Honestly, if Dan hadn't pointed it out to me, I wouldn't even know that there was anything wrong with comments. Since switching to the new version of Pivot I've been happy to have the increased spam protection. Now I don't have to spend an hour every day hunting through posts and reporting fine interwub robots who comment on my site's "nice professional design" and then try to sell me viagra. To catch the few that did still manage to squeeze through I put in a human indentifying, spambot nixing question on posts older than ten days, and that did the trick too.
Alas, it would seem that my CMS also blocks a huge list of words, including normal, harmless words like 'animal' and 'business' and (!!) 'xxx' (!!) At least a couple of you were victims of this overzealous spam blocker, and to you and everyone else reading, I'm sowwy.
I think I've solved the problem. I just got rid of the blocked phrases list. Now you can comment to your heart's content using words like 'bouncingboobs' and esoteric phrases and proverbs like "interest free credit card" and "paris hilton"
I've also put in the spambot combatting question into every post. I think I'll still get a little spam now and then which I'll have to watch out, but hopefully it'll be of the entertaining 'bouncingboobs' variety or the flattering "nice professional deign" kind.
Nobody blocks my readers! …um, reader.

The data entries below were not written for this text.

//! Server-side API backend, Discord bot and business logic.
//!
//! The backend uses Axum as the web framework, SeaORM for database operations, and
//! Serenity for the Discord bot. The bot and the HTTP API share the service and data
//! layers, so a profile edited in Discord and one edited in the dashboard go through
//! the same validation.
//!
//! # Architecture
//!
//! - **Controller Layer** (`controller/`) - HTTP request handlers, access control, and DTO conversion
//! - **Bot** (`bot/`) - Command handlers, the interaction dispatcher and the serenity adapter
//! - **Service Layer** (`service/`) - Business logic shared by controllers and commands
//! - **Data Layer** (`data/`) - Database operations and entity-to-domain model conversion
//! - **Model Layer** (`model/`) - Domain models and operation-specific parameter types
//! - **Error Layer** (`error/`) - Application error types and HTTP response mapping
//! - **Middleware** (`middleware/`) - Session wrappers and the authentication guard
//!
//! # Infrastructure
//!
//! - **Configuration** (`config`) - Environment-based application configuration
//! - **State** (`state`) - Shared application state (DB, HTTP clients, store)
//! - **Startup** (`startup`) - Initialization of database, sessions, store and services
//! - **Router** (`router`) - Axum routes, OpenAPI document, rate limiting and CORS
//! - **Store** (`store/`) - Key-value store for cooldowns and telemetry
//! - **Scheduler** (`scheduler/`) - Cron job rotating the bot presence
//!
//! # Interaction Flow
//!
//! 1. **Handler** receives the serenity interaction
//! 2. **Adapter** converts it into a request independent of serenity
//! 3. **Dispatcher** resolves the handler, checks kind, preconditions and cooldown
//! 4. **Command** calls services and builds a response
//! 5. **Adapter** converts the response back and the handler sends it
//!
//! # Feature Gates
//!
//! This module is only available with the `server` feature flag enabled.

pub mod bot;
pub mod config;
pub mod controller;
pub mod data;
pub mod error;
pub mod middleware;
pub mod model;
pub mod router;
pub mod scheduler;
pub mod service;
pub mod startup;
pub mod state;
pub mod store;
pub mod util;
//! Interaction telemetry counters.
//!
//! Counters live in the key-value store under `stats:`:
//!
//! - `stats:interactions:total` counts every dispatched interaction
//! - `stats:{kind}:{key}` counts invocations per handler, e.g. `stats:command:ping`
//! - `stats:errors:{kind}:{key}` counts failed invocations per handler

use crate::server::{error::store::StoreError, model::stats::Stats, store::KeyValueStore};

const PREFIX: &str = "stats:";
const TOTAL_KEY: &str = "stats:interactions:total";
const ERRORS_PREFIX: &str = "errors:";

pub struct StatsService<'a> {
    pub store: &'a dyn KeyValueStore,
}

impl<'a> StatsService<'a> {
    pub fn new(store: &'a dyn KeyValueStore) -> Self {
        Self { store }
    }

    /// Counts one dispatched interaction.
    ///
    /// # Arguments
    /// - `kind` - Handler kind, `command`, `component` or `modal`
    /// - `key` - Command name or custom id key
    /// - `failed` - Whether the handler returned an error
    pub async fn record(&self, kind: &str, key: &str, failed: bool) -> Result<(), StoreError> {
        self.store.incr(TOTAL_KEY).await?;
        self.store
            .incr(&format!("{}{}:{}", PREFIX, kind, key))
            .await?;

        if failed {
            self.store
                .incr(&format!("{}{}{}:{}", PREFIX, ERRORS_PREFIX, kind, key))
                .await?;
        }

        Ok(())
    }

    /// Reads back every counter, split into the total, per handler and error counts.
    pub async fn get_stats(&self) -> Result<Stats, StoreError> {
        let mut stats = Stats::default();

        for (key, count) in self.store.counters(PREFIX).await? {
            if key == TOTAL_KEY {
                stats.total = count;
                continue;
            }

            let name = key.trim_start_matches(PREFIX);
            match name.strip_prefix(ERRORS_PREFIX) {
                Some(handler) => stats.errors.push((handler.to_string(), count)),
                None => stats.interactions.push((name.to_string(), count)),
            }
        }

        Ok(stats)
    }
}
pub use sea_orm_migration::prelude::*;

mod m20260101_000001_create_user_table;
mod m20260101_000002_create_profile_table;
mod m20260101_000003_create_social_table;
mod m20260102_000004_create_feedback_table;
mod m20260102_000005_create_phrase_table;

pub struct Migrator;

#[async_trait::async_trait]
impl MigratorTrait for Migrator {
    fn migrations() -> Vec<Box<dyn MigrationTrait>> {
        vec![
            Box::new(m20260101_000001_create_user_table::Migration),
            Box::new(m20260101_000002_create_profile_table::Migration),
            Box::new(m20260101_000003_create_social_table::Migration),
            Box::new(m20260102_000004_create_feedback_table::Migration),
            Box::new(m20260102_000005_create_phrase_table::Migration),
        ]
    }
}
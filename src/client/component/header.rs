use dioxus::prelude::*;
use dioxus_free_icons::{icons::fa_brands_icons::FaDiscord, Icon};

use crate::client::{constant::SITE_NAME, model::auth::AuthState, router::Route};

/// Top bar: site name, and session controls once `/api/auth/user` has answered.
#[component]
pub fn Header() -> Element {
    let auth = use_context::<Signal<AuthState>>();

    let session_controls = match auth() {
        AuthState::Initializing => rsx! {},
        AuthState::Authenticated(user) => rsx! {
            span { class: "hidden sm:inline opacity-70 mr-2", "{user.name}" }
            if user.admin {
                Link { to: Route::AdminProfiles {}, class: "btn btn-ghost", "Admin" }
            }
            a { href: "/api/auth/logout", class: "btn btn-outline", "Logout" }
        },
        AuthState::NotLoggedIn | AuthState::Error(_) => rsx! {
            a {
                href: "/api/auth/login",
                class: "btn btn-primary gap-2",
                Icon { width: 20, height: 20, icon: FaDiscord }
                "Login with Discord"
            }
        },
    };

    rsx! {
        nav {
            class: "navbar fixed top-0 h-20 px-4 bg-base-200 shadow-sm z-20",
            div {
                class: "flex-1",
                Link {
                    to: Route::Home {},
                    class: "text-xl font-semibold tracking-wide",
                    {SITE_NAME}
                }
            }
            div { class: "flex-none flex items-center gap-2", {session_controls} }
        }
    }
}
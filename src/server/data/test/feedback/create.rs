use super::*;

/// Tests filing a new ticket.
///
/// Expected: Ok with status OPEN and a valid nanoid
#[tokio::test]
async fn creates_open_ticket() -> Result<(), AppError> {
    let test = TestBuilder::new()
        .with_table(entity::prelude::Feedback)
        .build()
        .await
        .unwrap();
    let db = test.db.as_ref().unwrap();

    let repo = FeedbackRepository::new(db);
    let feedback = repo
        .create(CreateFeedbackParam::new(42, "Bug", "It broke"))
        .await?;

    assert_eq!(feedback.status, FeedbackStatus::Open);
    assert_eq!(feedback.discord_id, 42);
    assert!(crate::server::util::nanoid::is_valid(&feedback.id));

    let stored = repo.find_by_id(&feedback.id).await?.unwrap();
    assert_eq!(stored.title, "Bug");
    assert_eq!(stored.content, "It broke");

    Ok(())
}
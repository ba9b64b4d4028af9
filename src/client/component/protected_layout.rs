use dioxus::prelude::*;

use crate::client::{
    component::page::{ErrorPage, LoadingPage},
    model::auth::{AuthState, Permission},
    router::Route,
};

#[component]
pub fn RequiresLoggedIn() -> Element {
    rsx! {
        ProtectedLayout { permissions: vec![Permission::LoggedIn] }
    }
}

#[component]
pub fn RequiresAdmin() -> Element {
    rsx! {
        ProtectedLayout { permissions: vec![Permission::LoggedIn, Permission::Admin] }
    }
}

#[component]
pub fn ProtectedLayout(permissions: Vec<Permission>) -> Element {
    let auth = use_context::<Signal<AuthState>>();
    let nav = navigator();

    let fetch_completed = auth.read().is_fetched();
    let user_logged_in = auth.read().user().is_some();
    let has_required_permissions = auth.read().has_all_permissions(&permissions);

    use_effect(use_reactive!(|(user_logged_in, fetch_completed)| {
        if fetch_completed && !user_logged_in {
            nav.push(Route::Login {});
        }
    }));

    rsx! {
        if !fetch_completed {
            LoadingPage {}
        } else if user_logged_in && !has_required_permissions {
            ErrorPage { status: 403, message: "You don't have permission to view this page".to_string() }
        } else if has_required_permissions {
            Outlet::<Route> {}
        }
        // Logged out: nothing while the effect redirects
    }
}
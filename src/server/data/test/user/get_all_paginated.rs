use super::*;

/// Tests pagination with multiple pages.
///
/// Verifies that the repository returns the requested subset of users along with the
/// total number of users.
#[tokio::test]
async fn returns_correct_page_of_users() -> Result<(), AppError> {
    let test = users_db().await;
    let db = test.db.as_ref().unwrap();

    let repo = UserRepository::new(db);
    for i in 1..=5 {
        repo.upsert(param(100000000 + i, &format!("User{}", i), None))
            .await?;
    }

    let (users, total) = repo.get_all_paginated(0, 2).await?;
    assert_eq!(users.len(), 2);
    assert_eq!(total, 5);

    let (users, _) = repo.get_all_paginated(2, 2).await?;
    assert_eq!(users.len(), 1);

    Ok(())
}

/// Tests pagination with an empty table.
#[tokio::test]
async fn returns_empty_for_no_users() -> Result<(), AppError> {
    let test = users_db().await;
    let db = test.db.as_ref().unwrap();

    let repo = UserRepository::new(db);
    let (users, total) = repo.get_all_paginated(0, 10).await?;

    assert!(users.is_empty());
    assert_eq!(total, 0);

    Ok(())
}

/// Tests users are ordered alphabetically by name regardless of creation order.
#[tokio::test]
async fn orders_users_by_name() -> Result<(), AppError> {
    let test = users_db().await;
    let db = test.db.as_ref().unwrap();

    let repo = UserRepository::new(db);
    repo.upsert(param(333333333, "Zoe", None)).await?;
    repo.upsert(param(111111111, "Alice", None)).await?;
    repo.upsert(param(222222222, "Bob", None)).await?;

    let (users, _) = repo.get_all_paginated(0, 10).await?;
    let names: Vec<_> = users.iter().map(|u| u.name.as_str()).collect();
    assert_eq!(names, vec!["Alice", "Bob", "Zoe"]);

    Ok(())
}
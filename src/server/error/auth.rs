use axum::{
    http::StatusCode,
    response::{IntoResponse, Response},
    Json,
};
use dioxus_logger::tracing;
use thiserror::Error;

use crate::model::api::ErrorDto;

#[derive(Error, Debug)]
pub enum AuthError {
    /// No user ID stored in the session; the request is not logged in.
    #[error("No user found in session")]
    UserNotInSession,

    /// The session references a user that no longer exists in the database.
    #[error("User {0} from session not found in database")]
    UserNotInDatabase(u64),

    /// The user is logged in but lacks a required permission.
    ///
    /// # Fields
    /// - Discord ID of the user
    /// - Reason logged server-side
    #[error("User {0} denied access: {1}")]
    AccessDenied(u64, String),

    /// CSRF state validation failed during OAuth callback.
    ///
    /// The CSRF state token in the OAuth callback URL does not match the token stored
    /// in the session, indicating a potential CSRF attack or an invalid callback request.
    /// Results in a 400 Bad Request response.
    #[error("Failed to login user due to CSRF state mismatch")]
    CsrfValidationFailed,

    /// No CSRF token was stored in the session when the callback arrived.
    #[error("Failed to login user due to missing CSRF state in session")]
    CsrfMissingValue,

    /// Exchanging the authorization code for an access token failed.
    #[error("Failed to exchange OAuth code: {0}")]
    TokenExchange(String),
}

/// Converts authentication errors into HTTP responses.
///
/// Maps authentication errors to appropriate HTTP status codes and user-friendly error messages:
/// - `UserNotInSession` / `UserNotInDatabase` → 401 Unauthorized
/// - `AccessDenied` → 403 Forbidden
/// - `CsrfValidationFailed` / `CsrfMissingValue` → 400 Bad Request
/// - `TokenExchange` → 500 Internal Server Error
///
/// All errors are logged at debug level for diagnostics while keeping client-facing messages
/// generic to avoid information leakage.
impl IntoResponse for AuthError {
    fn into_response(self) -> Response {
        tracing::debug!("{}", self);

        let (status, message) = match self {
            Self::UserNotInSession | Self::UserNotInDatabase(_) => {
                (StatusCode::UNAUTHORIZED, "You are not logged in")
            }
            Self::AccessDenied(_, _) => (
                StatusCode::FORBIDDEN,
                "You do not have permission to access this resource",
            ),
            Self::CsrfValidationFailed | Self::CsrfMissingValue => (
                StatusCode::BAD_REQUEST,
                "There was an issue logging you in, please try again.",
            ),
            Self::TokenExchange(_) => {
                (StatusCode::INTERNAL_SERVER_ERROR, "Internal server error")
            }
        };

        (
            status,
            Json(ErrorDto {
                error: message.to_string(),
            }),
        )
            .into_response()
    }
}
use super::*;

/// Tests paginating profiles sorted by nickname, each with its own socials.
///
/// Expected: Ok with the first two nicknames and a total of 3
#[tokio::test]
async fn pages_profiles_with_socials() -> Result<(), AppError> {
    let test = TestBuilder::new()
        .with_profile_tables()
        .build()
        .await
        .unwrap();
    let db = test.db.as_ref().unwrap();

    let charlie = factory::profile::ProfileFactory::new(db, "3")
        .nickname("Charlie")
        .build()
        .await?;
    let alpha = factory::profile::ProfileFactory::new(db, "1")
        .nickname("Alpha")
        .build()
        .await?;
    factory::profile::ProfileFactory::new(db, "2")
        .nickname("Bravo")
        .build()
        .await?;
    factory::create_social(db, &alpha.id).await?;
    factory::create_social(db, &charlie.id).await?;

    let repo = ProfileRepository::new(db);
    let (profiles, total) = repo.get_all_paginated(0, 2).await?;

    assert_eq!(total, 3);
    assert_eq!(profiles.len(), 2);
    assert_eq!(profiles[0].nickname, "Alpha");
    assert_eq!(profiles[0].socials.len(), 1);
    assert_eq!(profiles[1].nickname, "Bravo");
    assert!(profiles[1].socials.is_empty());

    Ok(())
}
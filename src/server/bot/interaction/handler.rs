//! Handler traits and their declared metadata.

use serenity::{all::CreateCommand, async_trait};
use std::{sync::Arc, time::Duration};

use crate::server::{
    bot::interaction::{
        context::HandlerContext,
        precondition::Precondition,
        request::{AutocompleteRequest, CommandRequest, ComponentRequest, HandlerKind, ModalRequest},
        response::{Choice, Response},
    },
    error::command::CommandError,
};

/// What a handler declares about itself; the dispatcher enforces all of it.
#[derive(Clone)]
pub struct HandlerMeta {
    pub kind: HandlerKind,
    /// Checked in order, the first failure ends the interaction.
    pub preconditions: Vec<Arc<dyn Precondition>>,
    /// Per-user cooldown, skipped for bot owners.
    pub cooldown: Option<Duration>,
}

impl HandlerMeta {
    pub fn new(kind: HandlerKind) -> Self {
        Self {
            kind,
            preconditions: Vec::new(),
            cooldown: None,
        }
    }

    pub fn precondition(mut self, precondition: impl Precondition + 'static) -> Self {
        self.preconditions.push(Arc::new(precondition));
        self
    }

    pub fn cooldown(mut self, cooldown: Duration) -> Self {
        self.cooldown = Some(cooldown);
        self
    }
}

#[async_trait]
pub trait CommandHandler: Send + Sync {
    /// Name Discord sends back, e.g. `profile` or `View Profile`.
    fn name(&self) -> &str;

    /// One line shown by `/help`.
    fn description(&self) -> &str;

    fn meta(&self) -> &HandlerMeta;

    /// Definition registered with Discord.
    fn definition(&self) -> CreateCommand;

    async fn run(
        &self,
        ctx: &HandlerContext<'_>,
        request: &CommandRequest,
    ) -> Result<Response, CommandError>;

    /// Suggestions for the focused option; commands without autocompleted options keep
    /// the default.
    async fn autocomplete(
        &self,
        _ctx: &HandlerContext<'_>,
        _request: &AutocompleteRequest,
    ) -> Result<Vec<Choice>, CommandError> {
        Ok(Vec::new())
    }
}

#[async_trait]
pub trait ComponentHandler: Send + Sync {
    /// Custom id key, the part before the first `:`.
    fn key(&self) -> &str;

    fn meta(&self) -> &HandlerMeta;

    async fn run(
        &self,
        ctx: &HandlerContext<'_>,
        request: &ComponentRequest,
        args: &[&str],
    ) -> Result<Response, CommandError>;
}

#[async_trait]
pub trait ModalHandler: Send + Sync {
    fn key(&self) -> &str;

    fn meta(&self) -> &HandlerMeta;

    async fn run(
        &self,
        ctx: &HandlerContext<'_>,
        request: &ModalRequest,
        args: &[&str],
    ) -> Result<Response, CommandError>;
}
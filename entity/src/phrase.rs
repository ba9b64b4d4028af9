use sea_orm::entity::prelude::*;

#[derive(Clone, Debug, PartialEq, Eq, DeriveEntityModel)]
#[sea_orm(table_name = "phrase")]
pub struct Model {
    #[sea_orm(primary_key, auto_increment = false)]
    pub id: String,
    #[sea_orm(column_type = "Text")]
    pub content: String,
    pub source: Option<String>,
    pub created_at: ChronoDateTimeUtc,
}

#[derive(Copy, Clone, Debug, EnumIter, DeriveRelation)]
pub enum Relation {}

impl ActiveModelBehavior for ActiveModel {}
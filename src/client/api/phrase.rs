use crate::{
    client::{
        api::helper::{
            delete, get, parse_empty_response, parse_response, post, put, send_request,
            serialize_json,
        },
        model::error::ApiError,
    },
    model::phrase::{CreatePhraseDto, PaginatedPhrasesDto, PhraseDto, UpdatePhraseDto},
};

pub async fn get_phrases(page: u64, entries: u64) -> Result<PaginatedPhrasesDto, ApiError> {
    let url = format!("/api/phrases?page={}&entries={}", page, entries);
    let response = send_request(get(&url)).await?;
    parse_response(response).await
}

pub async fn create_phrase(payload: CreatePhraseDto) -> Result<PhraseDto, ApiError> {
    let body = serialize_json(&payload)?;
    let response = send_request(post("/api/phrases").body(body)).await?;
    parse_response(response).await
}

pub async fn update_phrase(id: &str, payload: UpdatePhraseDto) -> Result<PhraseDto, ApiError> {
    let body = serialize_json(&payload)?;
    let url = format!("/api/phrases/{}", id);
    let response = send_request(put(&url).body(body)).await?;
    parse_response(response).await
}

pub async fn delete_phrase(id: &str) -> Result<(), ApiError> {
    let url = format!("/api/phrases/{}", id);
    let response = send_request(delete(&url)).await?;
    parse_empty_response(response).await
}
//! Data transfer objects shared between the dashboard client and the server API.

pub mod api;
pub mod feedback;
pub mod id;
pub mod phrase;
pub mod profile;
pub mod stats;
pub mod user;
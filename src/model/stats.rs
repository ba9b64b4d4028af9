use serde::{Deserialize, Serialize};

#[cfg(feature = "server")]
use utoipa::ToSchema;

/// A single telemetry counter, e.g. `command:ping` → 42.
#[derive(Serialize, Deserialize, Clone, Debug, PartialEq)]
#[cfg_attr(feature = "server", derive(ToSchema))]
pub struct CounterDto {
    pub name: String,
    pub count: i64,
}

#[derive(Serialize, Deserialize, Clone, Debug, PartialEq)]
#[cfg_attr(feature = "server", derive(ToSchema))]
pub struct StatsDto {
    pub total: i64,
    pub interactions: Vec<CounterDto>,
    pub errors: Vec<CounterDto>,
}
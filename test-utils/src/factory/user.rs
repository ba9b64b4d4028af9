//! Dashboard users.

use crate::factory::helpers::next_id;
use chrono::Utc;
use sea_orm::{ActiveModelTrait, ActiveValue, DatabaseConnection, DbErr};

/// ```rust,ignore
/// let owner = UserFactory::new(&db).discord_id("123456789").admin(true).build().await?;
/// ```
pub struct UserFactory<'a> {
    db: &'a DatabaseConnection,
    discord_id: String,
    name: String,
    admin: bool,
}

impl<'a> UserFactory<'a> {
    /// A non-admin user with a unique numeric Discord ID and a matching name.
    pub fn new(db: &'a DatabaseConnection) -> Self {
        let seq = next_id();
        Self {
            db,
            discord_id: seq.to_string(),
            name: format!("member{}", seq),
            admin: false,
        }
    }

    pub fn discord_id(mut self, discord_id: impl Into<String>) -> Self {
        self.discord_id = discord_id.into();
        self
    }

    pub fn name(mut self, name: impl Into<String>) -> Self {
        self.name = name.into();
        self
    }

    pub fn admin(mut self, admin: bool) -> Self {
        self.admin = admin;
        self
    }

    pub async fn build(self) -> Result<entity::user::Model, DbErr> {
        let row = entity::user::ActiveModel {
            discord_id: ActiveValue::Set(self.discord_id),
            name: ActiveValue::Set(self.name),
            admin: ActiveValue::Set(self.admin),
            created_at: ActiveValue::Set(Utc::now()),
        };
        row.insert(self.db).await
    }
}

pub async fn create_user(db: &DatabaseConnection) -> Result<entity::user::Model, DbErr> {
    UserFactory::new(db).build().await
}

pub async fn create_admin(db: &DatabaseConnection) -> Result<entity::user::Model, DbErr> {
    UserFactory::new(db).admin(true).build().await
}
//! Lookups against third-party APIs.
//!
//! All of them go through the shared HTTP client: one attempt, 10 second timeout, no
//! retries. Inputs are checked before any request is made.

pub mod github;
pub mod image;
pub mod ip;
pub mod weather;
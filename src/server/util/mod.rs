pub mod nanoid;
pub mod parse;
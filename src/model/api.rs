use serde::{Deserialize, Serialize};

#[cfg(feature = "server")]
use utoipa::ToSchema;

/// Error body returned by every failing API endpoint.
#[derive(Serialize, Deserialize, Debug, Clone)]
#[cfg_attr(feature = "server", derive(ToSchema))]
pub struct ErrorDto {
    pub error: String,
}
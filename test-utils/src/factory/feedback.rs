//! Feedback ticket factory.

use crate::factory::helpers::{next_id, next_nanoid};
use chrono::{DateTime, Utc};
use sea_orm::{ActiveModelTrait, ActiveValue, DatabaseConnection, DbErr};

/// Factory for creating feedback tickets.
///
/// # Example
///
/// ```rust,ignore
/// let feedback = FeedbackFactory::new(&db, "123456789")
///     .status("ACKNOWLEDGED")
///     .build()
///     .await?;
/// ```
pub struct FeedbackFactory<'a> {
    db: &'a DatabaseConnection,
    id: String,
    discord_id: String,
    title: String,
    content: String,
    status: String,
    created_at: DateTime<Utc>,
}

impl<'a> FeedbackFactory<'a> {
    /// Defaults:
    /// - title: `"Feedback {id}"`
    /// - status: `"OPEN"`
    /// - created_at: now
    pub fn new(db: &'a DatabaseConnection, discord_id: impl Into<String>) -> Self {
        Self {
            db,
            id: next_nanoid(),
            discord_id: discord_id.into(),
            title: format!("Feedback {}", next_id()),
            content: "Test feedback content".to_string(),
            status: "OPEN".to_string(),
            created_at: Utc::now(),
        }
    }

    pub fn title(mut self, title: impl Into<String>) -> Self {
        self.title = title.into();
        self
    }

    pub fn content(mut self, content: impl Into<String>) -> Self {
        self.content = content.into();
        self
    }

    /// Sets the stored status string, e.g. `"ACCEPTED"`.
    pub fn status(mut self, status: impl Into<String>) -> Self {
        self.status = status.into();
        self
    }

    pub fn created_at(mut self, created_at: DateTime<Utc>) -> Self {
        self.created_at = created_at;
        self
    }

    pub async fn build(self) -> Result<entity::feedback::Model, DbErr> {
        entity::feedback::ActiveModel {
            id: ActiveValue::Set(self.id),
            discord_id: ActiveValue::Set(self.discord_id),
            title: ActiveValue::Set(self.title),
            content: ActiveValue::Set(self.content),
            status: ActiveValue::Set(self.status),
            created_at: ActiveValue::Set(self.created_at),
            updated_at: ActiveValue::Set(self.created_at),
        }
        .insert(self.db)
        .await
    }
}

/// Creates an OPEN ticket authored by `discord_id`.
pub async fn create_feedback(
    db: &DatabaseConnection,
    discord_id: impl Into<String>,
) -> Result<entity::feedback::Model, DbErr> {
    FeedbackFactory::new(db, discord_id).build().await
}

#[cfg(test)]
mod tests {
    use super::*;
    use crate::builder::TestBuilder;
    use entity::prelude::*;

    #[tokio::test]
    async fn creates_open_feedback() -> Result<(), DbErr> {
        let test = TestBuilder::new().with_table(Feedback).build().await.unwrap();
        let db = test.db.as_ref().unwrap();

        let feedback = create_feedback(db, "42").await?;

        assert_eq!(feedback.status, "OPEN");
        assert_eq!(feedback.discord_id, "42");

        Ok(())
    }
}
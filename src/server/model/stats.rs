use crate::model::stats::{CounterDto, StatsDto};

/// Interaction telemetry read back from the key-value store.
#[derive(Debug, Clone, PartialEq, Default)]
pub struct Stats {
    /// Every dispatched command, component and modal interaction.
    pub total: i64,
    /// Per handler counts named `{kind}:{key}`, e.g. `command:ping`.
    pub interactions: Vec<(String, i64)>,
    /// Failed invocations per handler, named like `interactions`.
    pub errors: Vec<(String, i64)>,
}

impl Stats {
    pub fn into_dto(self) -> StatsDto {
        let to_dto = |(name, count): (String, i64)| CounterDto { name, count };

        StatsDto {
            total: self.total,
            interactions: self.interactions.into_iter().map(to_dto).collect(),
            errors: self.errors.into_iter().map(to_dto).collect(),
        }
    }
}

Hello, you. That's a nice shirt you're wearing. You have a professional designed site which is just what I was looking for and if you enjoy bouncingboobs I–
(Vishal will shut up now).
V
PS I think all this flagrant use of 'bouncingboobs' is going to get my site blocked by my wonderful ISP. And I don't even have any nude pictures up yet!
PPS Well, go on then, test it out, and be as filthy and spamalicious as you can. The best, most creative entry gets their finely crafted words
turned into a crappily crafted sketch.
So I finally got my own domain name to go with the paid webspace.
The site now and forever onwards will be accessible from allVishal.com
Kindly update your links.
V
Welcome to the new allVishal.
In case you didn't notice, you've been redirected to the new host of this site at publiksquare.com. No ads, woohoo! The lightbox script on the work page functions properly now. Also, there's a crappy picture of me up on the about page. I figured all these years of hiding my beauty from the world didn't even result in one crazed stalker, so the embargo on photos of me has now been lifted. May not end up posting personal photos on the blog, however, but who knows. There are all those nekkid pics…
I've also moved the CMS up to the latest version — I'm not sure if Phantom Emoticon is still around. If he isn't then I'll miss the guy a little. Blogging will continue as before, do tell me if anything isn't working right, and glad to see you.
Oh, and the new address for the site is allvishal.publiksquare.com — kindly update your links.